As an abstract expressionist , I give shape , body , color and form to ethereal or non bodied concepts such as emotions, energy , thoughts and experiences .
How we process our pain and primary wounds effects our ability to live in peace and in healthy relationship with ourselves and others.

Addiction is the result of the abandonment wound. The opposite of addiction isn’t abstinence or even sobriety, it’s connection. When we become addicted to a substance, a behaviour or a person we are looking for connection but end up doing the opposite. We disconnect with ourselves. We abandon ourselves in search of something else. Sitting with ourselves and our pain at being abandoned is too much. Commitment to self love is the answer.
There are many ways to abandon yourself. Addiction to playing small, self medicating, not following your dreams and losing yourself in relationships. These are the big 4 for me.
How do you abandon yourself? Work? Raising kids? Serving in church? Housework? The gym? Shopping? Risky behavior? Serial monogamy ? Saving a family member from themselves? Abusive friendships? Staying in a shitty marriage? Pornography? Alcohol? Netflix? Social Media?
It takes bravery to face the abandonment wound because we become conditioned to shifting our emotional landscape . Any time we feel something good or bad, it’s too much , we don’t have the skill to sit with it, we want to run. And so we do. Feeling great ? Have a drink and take the edge off. Feeling lonely or like you’re failing at something? Grab some comfort food and stuff those feelings away in the never to be opened box. Feeling superior is another powerful addiction that prevents us feeling pain.
It’s only when it starts to be so detrimental to our lives, work, relationships, family, bank account or some other glaringly obvious problem ( jail, hospital, divorce ) do we take a good hard look. It has to cause us some great pain in some way, otherwise we’d keep doing it and justify it.

Here is a great affirmation I wrote to make sure I stay committed to myself and not abandon myself to the needs of others in fear that someone will abandon me or get angry with me if I treat myself well and don’t put their needs first. I regularly write it in my journal and have it on my mind throughout the day. If abandonment is one of your primary wounds , opportunities to abandon yourself and take the edge off your feelings will come up all day everyday. It is relentless.
“Today, I put myself first in a healthy way so I’m in the best shape possible to take care of my family and reach my goals”
It took me until my late 40’s to be able to say that with absolute conviction and zero guilt. If someone has a problem with me putting myself first in a healthy way, they are not for me. And I’m ok with it.

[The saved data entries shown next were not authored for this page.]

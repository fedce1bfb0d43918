//! # itemsync core
//!
//! The synchronization core of the itemsync backend.
//!
//! This crate provides:
//! - A durable, checksummed commit journal
//! - Single-writer write transactions
//! - Version sequencing (one store-wide, monotonic counter)
//! - An idempotency ledger keyed by client mutation ids
//! - Optimistic concurrency checks on `base_version`
//! - An item store with tombstones
//! - A resumable per-owner change feed
//!
//! ## Key Invariants
//!
//! - Every committed mutation has a unique version, strictly greater than
//!   every version committed before it
//! - A mutation id is applied at most once; retries are answered from the
//!   ledger and allocate nothing
//! - Counter, item row and ledger entry change together in one journal
//!   frame, or not at all
//! - Deleted items are tombstoned, never removed, so deletions reach every
//!   device through the change feed
//!
//! ```rust
//! use itemsync_core::{CreateItem, MutationContext, SyncStore, UpdateItem, UpdateOutcome, Version};
//!
//! let store = SyncStore::open_in_memory().unwrap();
//! let create = CreateItem {
//!     id: "note-1".into(),
//!     kind: "note".into(),
//!     title: "groceries".into(),
//!     content: "milk".into(),
//! };
//! store.create(&MutationContext::new("alice", "m-1"), create).unwrap();
//!
//! let stale = UpdateItem {
//!     id: "note-1".into(),
//!     kind: "note".into(),
//!     title: "groceries".into(),
//!     content: "milk, eggs".into(),
//!     base_version: Version::ZERO,
//! };
//! let outcome = store.update(&MutationContext::new("alice", "m-2"), stale).unwrap();
//! assert!(matches!(outcome, UpdateOutcome::Conflict(current) if current.version == Version::new(1)));
//! ```

#![deny(unsafe_code)]
#![warn(missing_docs)]
#![warn(clippy::unwrap_used, clippy::expect_used, clippy::panic)]
#![cfg_attr(test, allow(clippy::unwrap_used, clippy::expect_used, clippy::panic))]

mod change_feed;
mod config;
mod conflict;
mod dir;
mod error;
mod item_store;
pub mod journal;
mod ledger;
mod mutation;
mod recovery;
mod sequencer;
mod state;
mod store;
mod transaction;
mod types;

pub use change_feed::{ChangeFeed, ChangeSet};
pub use config::StoreConfig;
pub use conflict::{ConflictCheck, ConflictDetector};
pub use dir::{LockMode, StoreDir, LOCK_FILE};
pub use error::{ErrorKind, SyncError, SyncResult};
pub use item_store::{ItemFields, ItemStore};
pub use ledger::MutationLedger;
pub use mutation::{
    CreateItem, CreateOutcome, DeleteItem, DeleteOutcome, MutationContext, Replay, UpdateItem,
    UpdateOutcome,
};
pub use recovery::{verify_journal, RecoveryReport};
pub use sequencer::VersionSequencer;
pub use store::{StoreStats, SyncStore, JOURNAL_FILE};
pub use transaction::WriteTransaction;
pub use types::{Item, ItemKey, MutationId, MutationLogEntry, MutationType, Timestamp, Version};

/// Crate version, as recorded by `itemsync version`.
pub const VERSION: &str = env!("CARGO_PKG_VERSION");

Here’s another one that I say in the mirror. Everyday. “Today and everyday I pledge allegiance to myself and to my soul for which I stand. I honor my goodness my gifts and my talents. I commit to remaining loyal to myself from this moment forward for all of my days.” Quote from ‘The Big Leap’, by Gay Hendrix. Great book . Highly recommend.
Healing these primary wounds is serious business. The deeper you go the more there is to look at. And life has a way of turning your attention towards the task at hand. The smell of old records in an op shop. The gracious and measured response from a friend that you weren’t expecting.
Some things in life just set you on your arse. Onward.